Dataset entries
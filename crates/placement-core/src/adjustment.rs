//! Post-answer adjustment policy.
//!
//! After every answer the session bookkeeping (window, streak, momentum,
//! tallies) is updated, and then a single level-adjustment rule may fire.
//! Rules are evaluated top to bottom; the first match terminates the cascade
//! and arms the cooldown, so aggressive moves need clear evidence and can
//! only happen one at a time.

use tracing::debug;

use crate::config::EngineConfig;
use crate::domain::{AnsweredRecord, NovakidLevel};
use crate::session::SessionState;

/// Answers the drop-from-ceiling protection looks back over.
const CEILING_DROP_WINDOW: usize = 4;

/// Apply one answered question to the session state.
pub fn update(state: &mut SessionState, record: AnsweredRecord, config: &EngineConfig) {
    let was_calibration = state.is_calibrating();

    // Outcome bookkeeping
    state.window.push(record.correct);
    state.streak = if record.correct { state.streak + 1 } else { 0 };

    // Momentum: slow to warm, quick to cool
    let delta = if record.correct {
        config.momentum_gain
    } else {
        -config.momentum_loss
    };
    state.momentum = (state.momentum + delta).clamp(-config.momentum_bound, config.momentum_bound);

    state.category_tally.record(record.mechanic.balance_side());
    state.mechanic_history.push(record.mechanic);
    state.history.push(record);
    state.q_index += 1;

    // Cooldown gates any level change; calibration answers do not consume it.
    if state.cooldown_remaining > 0 {
        if !was_calibration {
            state.cooldown_remaining -= 1;
        }
        return;
    }

    apply_level_rules(state, config);

    // stepped() clamps every transition, but keep the hard bound anyway.
    debug_assert!(state.current_level <= NovakidLevel::MAX);
}

fn apply_level_rules(state: &mut SessionState, config: &EngineConfig) {
    let Some(short_acc) = state.window.accuracy_over_last(config.short_window_size) else {
        return;
    };
    let level = state.current_level;
    let streak = state.streak;

    // Level-up rules, strongest first
    if level.value() == 4
        && state.q_index <= config.ceiling_push_max_index
        && streak >= config.ceiling_push_streak
        && short_acc >= config.ceiling_push_accuracy
    {
        adjust(state, NovakidLevel::MAX, config, "early ceiling push");
    } else if short_acc >= config.strong_jump_accuracy
        && streak >= config.strong_jump_streak
        && level.value() <= 3
    {
        adjust(state, level.stepped(2), config, "strong jump");
    } else if short_acc >= config.level_up_threshold
        && streak >= config.level_up_streak
        && level < NovakidLevel::MAX
    {
        adjust(state, level.stepped(1), config, "standard up");
    }
    // Level-down rules
    else if level == NovakidLevel::MAX {
        // Drop-from-ceiling protection: level 5 only gives way on three
        // misses in the last four answers.
        if state.window.incorrect_in_last(CEILING_DROP_WINDOW) >= config.ceiling_drop_incorrect {
            adjust(state, level.stepped(-1), config, "ceiling drop");
        }
    } else if short_acc <= config.level_down_threshold && level > NovakidLevel::MIN {
        adjust(state, level.stepped(-1), config, "standard down");
    }
}

fn adjust(state: &mut SessionState, new_level: NovakidLevel, config: &EngineConfig, rule: &str) {
    debug!(
        from = %state.current_level,
        to = %new_level,
        rule,
        q_index = state.q_index,
        "level adjusted"
    );
    state.current_level = new_level;
    state.cooldown_remaining = config.adjust_cooldown;
}

#[cfg(test)]
mod tests {
    use super::*;
    use crate::domain::{Mechanic, Skill};

    fn record(correct: bool) -> AnsweredRecord {
        AnsweredRecord {
            question_id: format!("q-{}", rand::random::<u32>()),
            mechanic: Mechanic::MultipleChoiceTextText,
            assigned_level: NovakidLevel::new(2).unwrap(),
            skill: Skill::Grammar,
            correct,
            response_time: 2.5,
            anomaly: None,
        }
    }

    fn state_at(level: u8, q_index: usize) -> (SessionState, EngineConfig) {
        let config = EngineConfig::default();
        let mut state = SessionState::new(&config);
        state.current_level = NovakidLevel::new(level).unwrap();
        state.q_index = q_index;
        (state, config)
    }

    fn feed(state: &mut SessionState, config: &EngineConfig, outcomes: &[bool]) {
        for &correct in outcomes {
            update(state, record(correct), config);
        }
    }

    #[test]
    fn test_momentum_moves_and_clamps() {
        let (mut state, config) = state_at(1, 5);
        feed(&mut state, &config, &[true]);
        assert!((state.momentum - 0.3).abs() < 1e-9);
        feed(&mut state, &config, &[false]);
        assert!((state.momentum - (-0.2)).abs() < 1e-9);

        // Ten misses clamp at the negative bound
        feed(&mut state, &config, &[false; 10]);
        assert!((state.momentum - (-2.0)).abs() < 1e-9);
    }

    #[test]
    fn test_streak_resets_on_miss() {
        let (mut state, config) = state_at(1, 5);
        feed(&mut state, &config, &[true, true]);
        assert_eq!(state.streak, 2);
        feed(&mut state, &config, &[false]);
        assert_eq!(state.streak, 0);
    }

    #[test]
    fn test_standard_up_needs_streak_of_three() {
        let (mut state, config) = state_at(1, 3);
        feed(&mut state, &config, &[true, true]);
        assert_eq!(state.current_level.value(), 1);
        feed(&mut state, &config, &[true]);
        assert_eq!(state.current_level.value(), 2);
        assert_eq!(state.cooldown_remaining, config.adjust_cooldown);
    }

    #[test]
    fn test_strong_jump_fires_before_standard_up() {
        let (mut state, config) = state_at(2, 3);
        // Streak of four with perfect short window: two-level jump
        feed(&mut state, &config, &[true, true]);
        // third correct answer fires a standard up first (streak 3)
        feed(&mut state, &config, &[true]);
        assert_eq!(state.current_level.value(), 3);
        // cooldown blocks the next two, then streak >= 4 earns the jump
        feed(&mut state, &config, &[true, true, true]);
        assert_eq!(state.current_level.value(), 5);
    }

    #[test]
    fn test_strong_jump_not_available_above_level_three() {
        let (mut state, config) = state_at(4, 11);
        feed(&mut state, &config, &[true, true, true, true]);
        // Ceiling push is out of range (q_index > 10), strong jump is gated
        // to level <= 3, so only the standard up fires.
        assert_eq!(state.current_level.value(), 5);
    }

    #[test]
    fn test_early_ceiling_push() {
        let (mut state, config) = state_at(4, 7);
        feed(&mut state, &config, &[true, true]);
        assert_eq!(state.current_level.value(), 5);
        assert_eq!(state.cooldown_remaining, 2);
    }

    #[test]
    fn test_ceiling_push_expires_after_question_ten() {
        let (mut state, config) = state_at(4, 9);
        // q_index becomes 11 on the second answer: push window closed,
        // standard up still needs a streak of 3.
        feed(&mut state, &config, &[true, true]);
        assert_eq!(state.current_level.value(), 4);
    }

    #[test]
    fn test_cooldown_blocks_adjustment() {
        let (mut state, config) = state_at(1, 3);
        feed(&mut state, &config, &[true, true, true]);
        assert_eq!(state.current_level.value(), 2);
        assert_eq!(state.cooldown_remaining, 2);

        // Two perfect answers while cooling: no change
        feed(&mut state, &config, &[true]);
        assert_eq!(state.current_level.value(), 2);
        assert_eq!(state.cooldown_remaining, 1);
        feed(&mut state, &config, &[true]);
        assert_eq!(state.current_level.value(), 2);
        assert_eq!(state.cooldown_remaining, 0);

        // Cooldown cleared: streak is now 5, short window perfect
        feed(&mut state, &config, &[true]);
        assert_eq!(state.current_level.value(), 4);
    }

    #[test]
    fn test_calibration_answers_do_not_consume_cooldown() {
        let (mut state, config) = state_at(1, 0);
        state.cooldown_remaining = 2;
        feed(&mut state, &config, &[true]); // q_index 0: calibration
        assert_eq!(state.cooldown_remaining, 2);
        feed(&mut state, &config, &[true, true]); // q_index 1, 2: calibration
        assert_eq!(state.cooldown_remaining, 2);
        feed(&mut state, &config, &[true]); // adaptive: decrements
        assert_eq!(state.cooldown_remaining, 1);
    }

    #[test]
    fn test_standard_down_on_poor_short_window() {
        let (mut state, config) = state_at(2, 5);
        feed(&mut state, &config, &[true, true]);
        assert_eq!(state.current_level.value(), 2);

        // One miss leaves the short window at 1/3; two more empty it out.
        feed(&mut state, &config, &[false, false]);
        assert_eq!(state.current_level.value(), 2);
        feed(&mut state, &config, &[false]);
        assert_eq!(state.current_level.value(), 1);
        assert_eq!(state.cooldown_remaining, 2);
    }

    #[test]
    fn test_level_zero_cannot_drop() {
        let (mut state, config) = state_at(0, 5);
        feed(&mut state, &config, &[false; 6]);
        assert_eq!(state.current_level.value(), 0);
    }

    #[test]
    fn test_level_five_protected_against_two_misses() {
        let (mut state, config) = state_at(5, 8);
        // 2 wrong in the last 4: protected
        feed(&mut state, &config, &[true, false, true, false]);
        assert_eq!(state.current_level.value(), 5);
    }

    #[test]
    fn test_level_five_drops_on_three_of_four_misses() {
        let (mut state, config) = state_at(5, 8);
        feed(&mut state, &config, &[false, true, false, false]);
        assert_eq!(state.current_level.value(), 4);
        assert_eq!(state.cooldown_remaining, 2);
    }

    #[test]
    fn test_oscillation_never_promotes() {
        let (mut state, config) = state_at(1, 3);
        feed(
            &mut state,
            &config,
            &[true, false, true, false, true, false, true, false],
        );
        assert_eq!(state.current_level.value(), 1);
    }

    #[test]
    fn test_history_and_index_advance_together() {
        let (mut state, config) = state_at(1, 0);
        feed(&mut state, &config, &[true, false, true]);
        assert_eq!(state.q_index, 3);
        assert_eq!(state.history.len(), 3);
        assert_eq!(state.window.len(), 3);
    }
}
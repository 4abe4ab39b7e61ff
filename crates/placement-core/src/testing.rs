//! Test utilities for placement-core consumers.
//!
//! Provides the mockall-generated advisor mock plus two trivial advisor
//! stubs for wiring failure paths without expectation setup.

use async_trait::async_trait;

use crate::advisor::{AdvisorError, AdvisorRequest, PlacementAdvisor};
use crate::scoring::PlacementReport;

pub use crate::advisor::MockPlacementAdvisor;

/// Advisor that always returns the same report.
pub struct StaticAdvisor(pub PlacementReport);

#[async_trait]
impl PlacementAdvisor for StaticAdvisor {
    async fn analyze(&self, _request: &AdvisorRequest) -> Result<PlacementReport, AdvisorError> {
        Ok(self.0.clone())
    }
}

/// Advisor that always fails.
pub struct FailingAdvisor;

#[async_trait]
impl PlacementAdvisor for FailingAdvisor {
    async fn analyze(&self, _request: &AdvisorRequest) -> Result<PlacementReport, AdvisorError> {
        Err(AdvisorError::Unavailable)
    }
}
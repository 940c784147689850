//! Advisory conditions raised during resolution

use std::fmt;

/// Non-fatal condition surfaced to the user while resolving a reference
#[derive(Debug, Clone, PartialEq, Eq)]
pub enum ResolutionWarning {
    /// Resolved through a branch name, which can move at any time
    MutableRef { reference: String },
    /// Resolved through an abbreviated commit hash
    ShortHash { reference: String, full_sha: String },
    /// No ref or commit matched
    Unresolved { reference: String },
    /// The commit is not reachable from any tag or branch of the repository
    Impostor { reference: String },
}

impl fmt::Display for ResolutionWarning {
    fn fmt(&self, f: &mut fmt::Formatter<'_>) -> fmt::Result {
        match self {
            Self::MutableRef { reference } => {
                write!(f, "{reference} resolved through a mutable branch ref")
            }
            Self::ShortHash {
                reference,
                full_sha,
            } => write!(
                f,
                "{reference} uses a shortened commit hash, the full hash is {full_sha}"
            ),
            Self::Unresolved { reference } => write!(f, "{reference} could not be resolved"),
            Self::Impostor { reference } => write!(
                f,
                "{reference} is not reachable from any tag or branch and may be an impostor commit"
            ),
        }
    }
}

#[cfg(test)]
mod tests {
    use super::*;

    #[test]
    fn test_display_mentions_reference() {
        let warnings = [
            (
                "a/b@main",
                ResolutionWarning::MutableRef {
                    reference: "a/b@main".to_string(),
                },
            ),
            (
                "a/b@abc",
                ResolutionWarning::ShortHash {
                    reference: "a/b@abc".to_string(),
                    full_sha: "abcdef".to_string(),
                },
            ),
            (
                "a/b@x",
                ResolutionWarning::Unresolved {
                    reference: "a/b@x".to_string(),
                },
            ),
            (
                "a/b@y",
                ResolutionWarning::Impostor {
                    reference: "a/b@y".to_string(),
                },
            ),
        ];
        for (reference, warning) in &warnings {
            assert!(warning.to_string().contains(reference));
        }
    }

    #[test]
    fn test_short_hash_mentions_full_sha() {
        let warning = ResolutionWarning::ShortHash {
            reference: "a/b@abc".to_string(),
            full_sha: "abcdef0123".to_string(),
        };
        assert!(warning.to_string().contains("abcdef0123"));
    }

    #[test]
    fn test_impostor_wording() {
        let warning = ResolutionWarning::Impostor {
            reference: "a/b@x".to_string(),
        };
        assert!(warning.to_string().contains("impostor"));
    }
}
//! Container image reference parsing.
//!
//! Handles Docker-style image references:
//! - `alpine` → `docker://docker.io/library/alpine:latest`
//! - `alpine:3.18` → `docker://docker.io/library/alpine:3.18`
//! - `docker://ghcr.io/org/app:v1` → `docker://ghcr.io/org/app:v1`
//!
//! Default-filling (registry host, official-images namespace, `latest` tag) only
//! happens in the canonical forms. The parsed fields keep exactly what was written
//! so the reference can be re-serialized verbatim.

use std::fmt;

use crate::error::{PinnyError, Result};

/// Transport prefix accepted in front of image references
pub const DOCKER_SCHEME: &str = "docker://";

/// Default registry host
pub const DEFAULT_REGISTRY: &str = "docker.io";

/// Namespace of official images on the default registry
pub const OFFICIAL_NAMESPACE: &str = "library";

/// Tag used when none is given
pub const DEFAULT_TAG: &str = "latest";

/// A parsed container image reference
#[derive(Debug, Clone, PartialEq, Eq)]
pub struct ImageRef {
    /// The reference exactly as written in the source file
    pub raw: String,

    /// Whether the reference carried the `docker://` prefix
    pub scheme: bool,

    /// Registry host, when written
    pub host: Option<String>,

    /// Namespace path between host and name (may contain `/`)
    pub namespace: Option<String>,

    /// Image name
    pub name: String,

    /// Tag, when written
    pub tag: Option<String>,

    /// Digest, when written or after resolution
    pub digest: Option<String>,
}

impl ImageRef {
    /// Parse an image reference string
    pub fn parse(input: &str) -> Result<Self> {
        let malformed = |reason: &str| PinnyError::MalformedReference {
            input: input.to_string(),
            reason: reason.to_string(),
        };

        let (scheme, body) = match input.strip_prefix(DOCKER_SCHEME) {
            Some(rest) => (true, rest),
            None => (false, input),
        };

        if body.is_empty() {
            return Err(malformed("empty image reference"));
        }
        if body.chars().any(char::is_whitespace) {
            return Err(malformed("image reference contains whitespace"));
        }

        let (path, digest) = match body.split_once('@') {
            Some((path, digest)) => {
                if !digest.contains(':') || digest.ends_with(':') || digest.starts_with(':') {
                    return Err(malformed("invalid digest"));
                }
                (path, Some(digest.to_string()))
            }
            None => (body, None),
        };

        let mut segments: Vec<&str> = path.split('/').collect();
        if segments.iter().any(|s| s.is_empty()) {
            return Err(malformed("empty path segment"));
        }

        let host = if segments.len() > 1 && is_registry(segments[0]) {
            Some(segments.remove(0).to_string())
        } else {
            None
        };

        let last = segments.pop().unwrap_or_default();
        let (name, tag) = match last.split_once(':') {
            Some((_, "")) => return Err(malformed("empty tag")),
            Some((name, tag)) => (name, Some(tag.to_string())),
            None => (last, None),
        };
        if name.is_empty() {
            return Err(malformed("missing image name"));
        }

        let namespace = if segments.is_empty() {
            None
        } else {
            Some(segments.join("/"))
        };

        Ok(Self {
            raw: input.to_string(),
            scheme,
            host,
            namespace,
            name: name.to_string(),
            tag,
            digest,
        })
    }

    /// Registry host with the default applied
    pub fn registry(&self) -> &str {
        self.host.as_deref().unwrap_or(DEFAULT_REGISTRY)
    }

    /// Repository path on the registry with the official namespace applied
    pub fn repository(&self) -> String {
        match (&self.namespace, self.registry()) {
            (Some(namespace), _) => format!("{}/{}", namespace, self.name),
            (None, DEFAULT_REGISTRY) => format!("{}/{}", OFFICIAL_NAMESPACE, self.name),
            (None, _) => self.name.clone(),
        }
    }

    /// Tag with the default applied
    pub fn tag_or_default(&self) -> &str {
        self.tag.as_deref().unwrap_or(DEFAULT_TAG)
    }

    /// The manifest reference used for resolution: the digest if present, else the tag
    pub fn manifest_reference(&self) -> &str {
        self.digest
            .as_deref()
            .unwrap_or_else(|| self.tag_or_default())
    }

    /// Canonical tag form used as lock file key, e.g. `docker://docker.io/library/alpine:latest`
    pub fn canonical_tag(&self) -> String {
        format!(
            "{}{}/{}:{}",
            DOCKER_SCHEME,
            self.registry(),
            self.repository(),
            self.tag_or_default()
        )
    }

    /// Canonical form used for resolution: digest form when a digest is present
    pub fn canonical(&self) -> String {
        match &self.digest {
            Some(digest) => format!(
                "{}{}/{}@{}",
                DOCKER_SCHEME,
                self.registry(),
                self.repository(),
                digest
            ),
            None => self.canonical_tag(),
        }
    }

    /// The name as written, without scheme, tag, or digest
    pub fn original_name(&self) -> String {
        let mut name = self.name.clone();
        if let Some(namespace) = &self.namespace {
            name = format!("{namespace}/{name}");
        }
        if let Some(host) = &self.host {
            name = format!("{host}/{name}");
        }
        name
    }

    /// The name as written followed by `@digest` (tag dropped)
    pub fn pinned_name(&self) -> Option<String> {
        self.digest
            .as_ref()
            .map(|digest| format!("{}@{}", self.original_name(), digest))
    }

    /// Returns `true` for the conventionally floating tag, or no tag at all
    pub fn is_floating(&self) -> bool {
        self.tag.as_deref().is_none_or(|tag| tag == DEFAULT_TAG)
    }
}

/// Returns `true` if the first path segment names a registry host rather than a namespace
fn is_registry(segment: &str) -> bool {
    segment.contains('.') || segment.contains(':') || segment == "localhost"
}

impl fmt::Display for ImageRef {
    fn fmt(&self, f: &mut fmt::Formatter<'_>) -> fmt::Result {
        if self.scheme {
            write!(f, "{DOCKER_SCHEME}")?;
        }
        write!(f, "{}", self.original_name())?;
        if let Some(tag) = &self.tag {
            write!(f, ":{tag}")?;
        }
        if let Some(digest) = &self.digest {
            write!(f, "@{digest}")?;
        }
        Ok(())
    }
}
//! Pinning rewriters
//!
//! Both rewriters take a [`SourceText`](crate::text::SourceText) and return
//! the full rewritten content; they never touch the filesystem. Callers stage
//! the result through a [`Transaction`](crate::transaction::Transaction) so a
//! failure anywhere leaves every source file as it was.
//!
//! - [`workflow`]: `uses:` lines of pipeline definitions
//! - [`dockerfile`]: `FROM` instructions of image build files

pub mod dockerfile;
pub mod workflow;

/// Output of rewriting one file
#[derive(Debug, Clone, PartialEq, Eq)]
pub struct Rewrite {
    /// Complete new file content
    pub content: String,
    /// Number of declarations that were rewritten
    pub pinned: usize,
    /// Resolution warnings raised while rewriting
    pub warnings: usize,
}

impl Rewrite {
    /// Returns `true` if nothing was rewritten
    pub fn is_unchanged(&self) -> bool {
        self.pinned == 0
    }
}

TASK BRIEF
Filter these records, keeping every line where the word "alpine" occurs.

RESULT FOR THIS TASK
//! - `alpine` → `docker://docker.io/library/alpine:latest`
//! - `alpine:3.18` → `docker://docker.io/library/alpine:3.18`
    /// Canonical tag form used as lock file key, e.g. `docker://docker.io/library/alpine:latest`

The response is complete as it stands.